Affiches féministes dans la rue

Écrit par Marc H. Miller et Jonah Wolf

Au printemps 1985, un groupe anonyme de militantes et militants a immédiatement scandalisé l’establishment du monde de l’art avec une série d’affiches en papier collé, délibérément placardées dans les rues du quartier des galeries de Soho, à New York. Les affiches en noir et blanc posaient une question directe aux puissants : « Qu’ont ces artistes en commun ? » Suivait une liste de 42 noms — tous ceux d’artistes hommes renommés. La réponse ? « Ils acceptent que leur travail soit exposé dans des galeries qui présentent au maximum 10 % d’artistes femmes, voire aucune. » Les affiches étaient signées « Guerrilla Girls, conscience du monde de l’art ».
 

Au cours de l’année suivante, la campagne d’affichage dans la rue s’est poursuivie, usant d’humour, de sarcasme et de statistiques pour dénoncer les galeries, musées et critiques d’art influents en raison de leurs préjugés flagrants fondés sur le genre et l’origine ethnique. Un communiqué de presse annonçant l’arrivée du groupe en fixait les règles : « Les faits simples seront exposés clairement ; des conclusions évidentes pourront être tirées. » Le public a rapidement remarqué ce nouvel art politique de rue.
 
Les affiches conçues collectivement par les Guerrilla Girls fuyaient l’ornementation, associant une typographie nette, en capitales et très grasse, à des graphiques, tableaux et infographies simples qui transmettaient instantanément leur message. La combinaison de techniques publicitaires et d’un programme politique radical était inédite. Le caractère artistique de leur travail était moins immédiatement évident.

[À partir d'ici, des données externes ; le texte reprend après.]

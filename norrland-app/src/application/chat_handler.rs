use super::provider::{ChatCompletionProvider, ProviderConnector};
use super::upstream_failure::UpstreamFailure;
use crate::config::{ProviderConfig, SettingsSource};
use crate::domain::{ChatCompletionPayload, ChatRequest};
use crate::infrastructure::azure_openai::{build_chat_messages, AzureConnector};
use norrland_errors::AppError;
use std::sync::Arc;

pub struct ChatHandler<C = AzureConnector> {
    settings: Arc<dyn SettingsSource>,
    connector: C,
}

impl<C: ProviderConnector> ChatHandler<C> {
    pub fn new(settings: Arc<dyn SettingsSource>, connector: C) -> Self {
        Self {
            settings,
            connector,
        }
    }

    /// Runs one invocation: configuration, client, request, provider call.
    ///
    /// `Ok` is the model's reply. Provider failures come back as
    /// [`AppError::ContentFiltered`] or [`AppError::Upstream`], both of which
    /// render as 200.
    pub async fn handle(&self, raw_body: &[u8]) -> Result<String, AppError> {
        let config = ProviderConfig::load(self.settings.as_ref()).map_err(|e| {
            tracing::error!("Provider configuration rejected: {}", e);
            AppError::from(e)
        })?;
        tracing::debug!("Loaded provider config: {:?}", config);

        let provider = self.connector.connect(&config).map_err(|e| {
            tracing::error!("Failed to build provider client: {}", e);
            AppError::from(e)
        })?;

        let request = match ChatRequest::from_json(raw_body) {
            Ok(Some(request)) => request,
            Ok(None) => {
                return Err(AppError::InvalidRequest("body is null".to_string()));
            }
            Err(e) => return Err(AppError::InvalidRequest(e.to_string())),
        };

        let payload = ChatCompletionPayload::new(
            config.deployment_name,
            build_chat_messages(request.message),
        );

        match provider.complete(&payload).await {
            Ok(content) => Ok(content.unwrap_or_default()),
            Err(e) => {
                let failure = UpstreamFailure::classify(&e);
                tracing::warn!("Chat completion failed: {:?}", failure);
                Err(failure.into())
            }
        }
    }
}

#[cfg(test)]
mod tests {
    use super::*;
    use crate::config::{ConfigError, ProviderConfig};
    use crate::domain::{ChatMessage, Role};
    use crate::infrastructure::azure_openai::{ProviderError, SYSTEM_PROMPT};
    use async_trait::async_trait;
    use std::collections::HashMap;
    use std::sync::Mutex;

    const REPLY: &str =
        "Schu, här är ett recept... Men jag kommer från Skellefteå så jag vet inte någonting.";

    /// Test connector that records what it sees and answers with a fixed result.
    #[derive(Clone)]
    struct ScriptedConnector {
        outcome: Result<Option<String>, ProviderError>,
        connects: Arc<Mutex<Vec<ProviderConfig>>>,
        payloads: Arc<Mutex<Vec<ChatCompletionPayload>>>,
    }

    impl ScriptedConnector {
        fn answering(outcome: Result<Option<String>, ProviderError>) -> Self {
            Self {
                outcome,
                connects: Arc::new(Mutex::new(Vec::new())),
                payloads: Arc::new(Mutex::new(Vec::new())),
            }
        }
    }

    struct ScriptedProvider {
        outcome: Result<Option<String>, ProviderError>,
        payloads: Arc<Mutex<Vec<ChatCompletionPayload>>>,
    }

    #[async_trait]
    impl ChatCompletionProvider for ScriptedProvider {
        async fn complete(
            &self,
            payload: &ChatCompletionPayload,
        ) -> Result<Option<String>, ProviderError> {
            self.payloads.lock().unwrap().push(payload.clone());
            self.outcome.clone()
        }
    }

    impl ProviderConnector for ScriptedConnector {
        type Provider = ScriptedProvider;

        fn connect(&self, config: &ProviderConfig) -> Result<ScriptedProvider, ConfigError> {
            self.connects.lock().unwrap().push(config.clone());
            Ok(ScriptedProvider {
                outcome: self.outcome.clone(),
                payloads: self.payloads.clone(),
            })
        }
    }

    fn settings() -> HashMap<String, String> {
        [
            ("OPEN_AI_URI", "https://norrland.openai.azure.com/"),
            ("OPEN_AI_KEY", "open-ai-key"),
            ("AI_SEARCH_URI", "https://norrland.search.windows.net"),
            ("AI_SEARCH_KEY", "search-key"),
            ("DEPLOYMENT_NAME", "gpt-35-turbo"),
        ]
        .into_iter()
        .map(|(k, v)| (k.to_string(), v.to_string()))
        .collect()
    }

    fn handler(
        settings: HashMap<String, String>,
        connector: &ScriptedConnector,
    ) -> ChatHandler<ScriptedConnector> {
        ChatHandler::new(Arc::new(settings), connector.clone())
    }

    #[tokio::test]
    async fn test_happy_path_returns_reply_verbatim() {
        let connector = ScriptedConnector::answering(Ok(Some(REPLY.to_string())));
        let handler = handler(settings(), &connector);

        let reply = handler
            .handle(r#"{"message": "Ge mig ett recept på palt"}"#.as_bytes())
            .await;

        assert_eq!(reply, Ok(REPLY.to_string()));
    }

    #[tokio::test]
    async fn test_payload_puts_system_prompt_first() {
        let connector = ScriptedConnector::answering(Ok(Some(REPLY.to_string())));
        let handler = handler(settings(), &connector);

        handler
            .handle(r#"{"message": "Ge mig ett recept på palt"}"#.as_bytes())
            .await
            .unwrap();

        let payloads = connector.payloads.lock().unwrap();
        assert_eq!(payloads.len(), 1);
        assert_eq!(payloads[0].deployment, "gpt-35-turbo");
        assert_eq!(
            payloads[0].messages,
            vec![
                ChatMessage::system(SYSTEM_PROMPT),
                ChatMessage::user(Some("Ge mig ett recept på palt".to_string())),
            ]
        );
    }

    #[tokio::test]
    async fn test_missing_deployment_fails_before_anything_else() {
        let mut settings = settings();
        settings.remove("DEPLOYMENT_NAME");
        let connector = ScriptedConnector::answering(Ok(Some(REPLY.to_string())));
        let handler = handler(settings, &connector);

        for body in [&br#"{"message": "hej"}"#[..], b"not json", b""] {
            assert_eq!(handler.handle(body).await, Err(AppError::MissingDeployment));
        }
        assert!(connector.connects.lock().unwrap().is_empty());
        assert!(connector.payloads.lock().unwrap().is_empty());
    }

    #[tokio::test]
    async fn test_malformed_endpoint_is_a_configuration_error() {
        let mut settings = settings();
        settings.insert("OPEN_AI_URI".to_string(), "::not a uri".to_string());
        let connector = ScriptedConnector::answering(Ok(Some(REPLY.to_string())));
        let handler = handler(settings, &connector);

        let err = handler.handle(br#"{"message": "hej"}"#).await.unwrap_err();
        assert!(matches!(err, AppError::Configuration(_)));
        assert_eq!(err.status_code(), 500);
        assert!(connector.payloads.lock().unwrap().is_empty());
    }

    #[tokio::test]
    async fn test_unparseable_bodies_are_rejected() {
        let connector = ScriptedConnector::answering(Ok(Some(REPLY.to_string())));
        let handler = handler(settings(), &connector);

        for body in [&b"{not json"[..], b"null", b"", b"[1, 2]"] {
            let err = handler.handle(body).await.unwrap_err();
            assert!(matches!(err, AppError::InvalidRequest(_)), "{:?}", body);
            assert_eq!(err.status_code(), 400);
        }
        assert!(connector.payloads.lock().unwrap().is_empty());
    }

    #[tokio::test]
    async fn test_null_and_missing_message_reach_the_provider() {
        let connector = ScriptedConnector::answering(Ok(Some(REPLY.to_string())));
        let handler = handler(settings(), &connector);

        assert!(handler.handle(br#"{"message": null}"#).await.is_ok());
        assert!(handler.handle(b"{}").await.is_ok());

        let payloads = connector.payloads.lock().unwrap();
        assert_eq!(payloads.len(), 2);
        for payload in payloads.iter() {
            assert_eq!(payload.messages[1].role, Role::User);
            assert_eq!(payload.messages[1].content, None);
        }
    }

    #[tokio::test]
    async fn test_null_reply_becomes_empty_body() {
        let connector = ScriptedConnector::answering(Ok(None));
        let handler = handler(settings(), &connector);

        assert_eq!(handler.handle(br#"{"message": "hej"}"#).await, Ok(String::new()));
    }

    #[tokio::test]
    async fn test_content_policy_failure_is_extracted() {
        let connector = ScriptedConnector::answering(Err(ProviderError::Api {
            status: 400,
            code: None,
            inner_code: None,
            message: "...prompt triggering Azure content management policy. https://go.microsoft.com/fwlink/?linkid=2198766?".to_string(),
        }));
        let handler = handler(settings(), &connector);

        let err = handler.handle(br#"{"message": "hej"}"#).await.unwrap_err();
        assert_eq!(err.status_code(), 200);
        assert_eq!(
            err.user_message(),
            "...prompt triggering Azure content management policy"
        );
    }

    #[tokio::test]
    async fn test_other_failures_fall_back() {
        let connector = ScriptedConnector::answering(Err(ProviderError::Transport(
            "operation timed out".to_string(),
        )));
        let handler = handler(settings(), &connector);

        let err = handler.handle(br#"{"message": "hej"}"#).await.unwrap_err();
        assert_eq!(err.status_code(), 200);
        assert_eq!(err.user_message(), "Något gick fel");
    }

    #[tokio::test]
    async fn test_configuration_is_reread_identically() {
        let connector = ScriptedConnector::answering(Ok(Some(REPLY.to_string())));
        let handler = handler(settings(), &connector);

        handler.handle(br#"{"message": "hej"}"#).await.unwrap();
        handler.handle(br#"{"message": "hej igen"}"#).await.unwrap();

        let connects = connector.connects.lock().unwrap();
        assert_eq!(connects.len(), 2);
        assert_eq!(connects[0], connects[1]);
    }
}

Les membres du groupe — toutes artistes elles-mêmes — ont écrit qu’elles ne parvenaient jamais à se mettre d’accord sur la question de savoir si « ce que nous faisons est de l’art ou non ». Pour répondre à cette question, il faut examiner leur travail à la lumière des transformations qui agitaient déjà le monde de l’art new-yorkais dans les années 1980.
 
L’émergence des Guerrilla Girls s’inscrivait dans un renouvellement générationnel : les baby-boomers, radicalisés dans les années 1960, transformaient leur militantisme en pratiques artistiques, souvent au sein de collectifs. Le programme féministe des Guerrilla Girls peut être rapproché du travail politique de leurs contemporains des années 1980 : des groupes comme Collaborative Projects, Inc., qui s’introduisirent dans un bâtiment municipal abandonné pour y organiser « The Real Estate Show », une exposition-protestation sur la spéculation foncière ; Gran Fury, issu de l’organisation politique ACT UP, qui produisait de la propagande pour faire connaître la crise du sida ; et Group Material, qui adoptait diverses formes publiques afin de promouvoir une culture de la diversité.
 

Tous ces groupes ont commencé à travailler à une époque où l’art le plus intéressant de New York apparaissait en dehors des murs des galeries. Les graffitis qui recouvraient les trains, les terrains de handball et les bâtiments avaient démontré la capacité de l’art de rue à toucher un large public et à établir une réputation. Les ascensions fulgurantes dans le monde de l’art de Keith Haring, Richard Hambleton, Lee Quiñones et Jean-Michel Basquiat (du duo SAMO), qui peignaient tous directement dans la rue, ont confirmé cette leçon. Au même moment, de jeunes musiciens imprimaient des affiches de rue pour annoncer leurs concerts — une pratique adoptée par l’artiste Jenny Holzer, dont l’affiche « Truisms » a fait découvrir son esthétique entièrement textuelle à un vaste public et a véritablement lancé sa carrière artistique.
 
À l’instar des graffeurs qui adoptaient des « tags » pseudonymes pour éviter l’arrestation, les Guerrilla Girls ont chacune pris le nom d’une artiste défunte afin d’éviter les représailles du monde de l’art. Une composition fluctuante, les Guerrilla Girls expérimentées faisant régulièrement place à de nouvelles membres, a contribué à maintenir le mystère autour de la composition du groupe — tout comme les masques de gorille comiques portés lors des apparitions publiques. On pense que sept Guerrilla Girls ont fondé le groupe ; son site internet compte aujourd’hui 55 membres actuelles et anciennes. L’affiche de 1990 Guerrilla Girls’ Identities Exposed! revendiquait ironiquement une liste de plus de 500 artistes femmes qui avaient répondu à l’appel du groupe et « s’étaient engagées à lutter contre la discrimination dans le monde de l’art ».
 
Grâce à des institutions artistiques bienveillantes, les Guerrilla Girls ont participé à des projets d’art public autorisés — non sans difficulté toutefois. Leur mème le plus célèbre est peut-être issu d’une commande passée en 1989 par le Public Art Fund : il représentait le nu de l’Odalisque classique d’Ingres portant une tête de gorille, sous le texte provocateur « Les femmes doivent-elles être nues pour entrer au Met. Museum ? » Le PAF a ensuite rejeté la campagne d’affichage proposée, affirmant que le visuel « n’était pas assez clair ». Après ce refus, les Guerrilla Girls ont financé elles-mêmes l’affichage des posters sur les bus new-yorkais, avant de les voir censurés par les autorités de transport. Deux ans plus tard, le Public Art Fund acceptait de parrainer une série de panneaux anti-censure des Guerrilla Girls.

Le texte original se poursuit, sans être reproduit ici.